(she/her)
Hi! I am a licensed clinical psychologist based out of Pittsburgh. I received my PhD from the University of Louisville, and I am currently in a research-focused psychology role at the University of Pittsburgh. I am passionate about providing evidence-based, high quality therapy in my community. My clinical expertise is in treating anxiety disorders, eating disorders, OCD, trauma, and perinatal mental health concerns. I integrate evidence-based treatments to meet each client's individual needs, including Acceptance and Commitment Therapy, exposure-based therapies, Cognitive Behavior Therapy, and Dialectical Behavior Therapy. I prioritize creating a therapeutic space that is inclusive and nonjudgmental, including sex-positive, LGBTQ+ affirming, and weight-neutral care.
The first session is an opportunity for me to get to know you and for you to get more comfortable with me. Most of the first session I will ask you questions to get a better sense of who you are, what brought you to treatment, and what your goals are for therapy. We can chat about therapy styles that might be a good fit for you, and you will also have opportunities to ask me any questions you have. Coming in to therapy for the first time, and sharing some of your most vulnerable stories with a relative stranger, can be incredibly difficult. There is no pressure to share everything the first session, portray yourself in any specific way, or do things perfectly.

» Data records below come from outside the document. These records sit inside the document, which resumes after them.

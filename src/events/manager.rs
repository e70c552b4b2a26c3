//! Subscription manager for broadcasting engine events.

use crate::types::BatchId;
use crossbeam_channel::{bounded, Sender};
use parking_lot::RwLock;
use std::collections::HashMap;
use std::path::Path;
use std::sync::atomic::{AtomicU64, Ordering};
use tracing::debug;

use super::types::{DropReason, EngineEvent, EventConfig, EventHandle, SubscriptionId};

/// Internal subscription state.
struct Subscription {
    config: EventConfig,
    sender: Sender<EngineEvent>,
}

impl Subscription {
    /// Try to send an event. Returns false if the buffer is full or the
    /// receiver is gone (subscriber will be dropped).
    fn try_send(&self, event: EngineEvent) -> bool {
        self.sender.try_send(event).is_ok()
    }

    fn wants_state(&self, key: &str) -> bool {
        self.config.filter.include_states && self.config.filter.matches_key(key)
    }

    fn wants_loss(&self, key: &str) -> bool {
        self.config.filter.include_losses && self.config.filter.matches_key(key)
    }
}

/// Manages subscriptions and broadcasts events.
pub struct EventManager {
    /// Active subscriptions by ID.
    subscriptions: RwLock<HashMap<SubscriptionId, Subscription>>,
    /// Counter for generating subscription IDs.
    next_id: AtomicU64,
}

impl EventManager {
    pub fn new() -> Self {
        Self {
            subscriptions: RwLock::new(HashMap::new()),
            next_id: AtomicU64::new(1),
        }
    }

    /// Create a new subscription.
    pub fn subscribe(&self, config: EventConfig) -> EventHandle {
        let id = SubscriptionId(self.next_id.fetch_add(1, Ordering::SeqCst));
        let (sender, receiver) = bounded(config.buffer_size.max(1));

        self.subscriptions
            .write()
            .insert(id, Subscription { config, sender });

        EventHandle { id, receiver }
    }

    /// Unsubscribe and clean up.
    pub fn unsubscribe(&self, id: SubscriptionId) {
        if let Some(sub) = self.subscriptions.write().remove(&id) {
            let _ = sub.sender.try_send(EngineEvent::Dropped {
                reason: DropReason::Unsubscribed,
            });
        }
    }

    /// Drop every subscription with the given reason.
    pub fn close_all(&self, reason: DropReason) {
        for (_, sub) in self.subscriptions.write().drain() {
            let _ = sub.sender.try_send(EngineEvent::Dropped {
                reason: reason.clone(),
            });
        }
    }

    pub fn subscription_count(&self) -> usize {
        self.subscriptions.read().len()
    }

    // --- Broadcasting ---

    pub fn broadcast_updated(&self, key: &str, batch: BatchId) {
        let event = EngineEvent::StateUpdated {
            key: key.to_string(),
            batch,
        };
        self.broadcast(|sub| sub.wants_state(key), event);
    }

    pub fn broadcast_combined(&self, key: &str, batch: BatchId, shards: usize) {
        let event = EngineEvent::StateCombined {
            key: key.to_string(),
            batch,
            shards,
        };
        self.broadcast(|sub| sub.wants_state(key), event);
    }

    pub fn broadcast_lost(&self, key: &str, batch: BatchId, reason: String) {
        let event = EngineEvent::KeyLost {
            key: key.to_string(),
            batch,
            reason,
        };
        self.broadcast(|sub| sub.wants_loss(key), event);
    }

    pub fn broadcast_batch(&self, batch: BatchId, processed: usize, lost: usize) {
        let event = EngineEvent::BatchCommitted {
            batch,
            processed,
            lost,
        };
        self.broadcast(|sub| sub.config.filter.include_batches, event);
    }

    pub fn broadcast_checkpoint(&self, batch: BatchId, path: &Path) {
        let event = EngineEvent::CheckpointWritten {
            batch,
            path: path.to_path_buf(),
        };
        self.broadcast(|sub| sub.config.filter.include_checkpoints, event);
    }

    /// Internal broadcast helper. Drops subscribers that fail to receive.
    fn broadcast<F>(&self, filter: F, event: EngineEvent)
    where
        F: Fn(&Subscription) -> bool,
    {
        let mut to_remove = Vec::new();

        {
            let subs = self.subscriptions.read();
            if subs.is_empty() {
                return;
            }
            for (id, sub) in subs.iter() {
                if filter(sub) && !sub.try_send(event.clone()) {
                    to_remove.push(*id);
                }
            }
        }

        if !to_remove.is_empty() {
            let mut subs = self.subscriptions.write();
            for id in to_remove {
                if let Some(sub) = subs.remove(&id) {
                    debug!(subscription = id.0, "dropping slow subscriber");
                    let _ = sub.sender.try_send(EngineEvent::Dropped {
                        reason: DropReason::BufferOverflow,
                    });
                }
            }
        }
    }
}

impl Default for EventManager {
    fn default() -> Self {
        Self::new()
    }
}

One of my greatest strengths is the fantastic training I have received in evidence-based treatments. I have a lot of experience working with clients from all backgrounds, across levels of care and settings, with diverse mental health concerns. Additionally, I prioritize nonjudgment, collaboration, flexibility, and genuine care in the therapy room. I listen to my clients, I believe them, I lean in to difficult conversations, and I always work towards helping clients live their best, fullest, happiest, most-fulfilled lives.
I work primarily with adolescent and adult clients. I work best with clients who are motivated for treatment and like a relatively structured therapy environment focused on working towards their goals (not just "talk therapy"). I am best-positioned to serve clients with anxiety-based disorders (including OCD and PTSD), eating disorders, or postpartum mental health disorders. I work with clients of all genders, sexual identities, and ethnicities. It is important to me to listen and understand each client's unique identities, background, and experiences in the therapy room in order to support the whole person.
I was trained in ACT in grad school and have since taught didactic courses and provided supervision for other therapists on ACT. ACT can be really helpful for folks who are struggling with intrusive/worried thoughts, feeling out of control, or having a hard time coping with stressors, and CBT doesn't quite feel like the right fit. I often integrate ACT skills even when it is not the primary treatment modality.
ERP is the gold-standard treatment for OCD. It is helpful at reducing OCD symptoms, anxiety, and impairment in over 80% of people. For clients with OCD and anxiety, I always lead with exposure-based therapy approaches, while also integrating other therapy styles to meet each client's individual needs.
I use enhanced CBT for eating disorders, which is the only evidence-based treatment to date for adults with EDs. CBT principles are also helpful for a range of symptoms associated with anxiety disorders, depression, trauma, etc. I often integrate CBT with other modalities, such as ACT, exposure therapy, and DBT.
I use either CPT or prolonged exposure therapy to support individuals with trauma and PTSD symptoms, depending on the needs and interest of each client. These therapies have been shown to be the most effective in reducing PTSD symptoms. I personalize CPT to the client and integrate other modalities as helpful.
I don't often provide full-course DBT, but I find the emotion regulation, mindfulness, and interpersonal effectiveness skills in DBT to be very helpful and compatible with other treatment modalities. I will often pull from DBT to help clients build coping and interpersonal skills. I am also trained in radically-open DBT for overcontrol.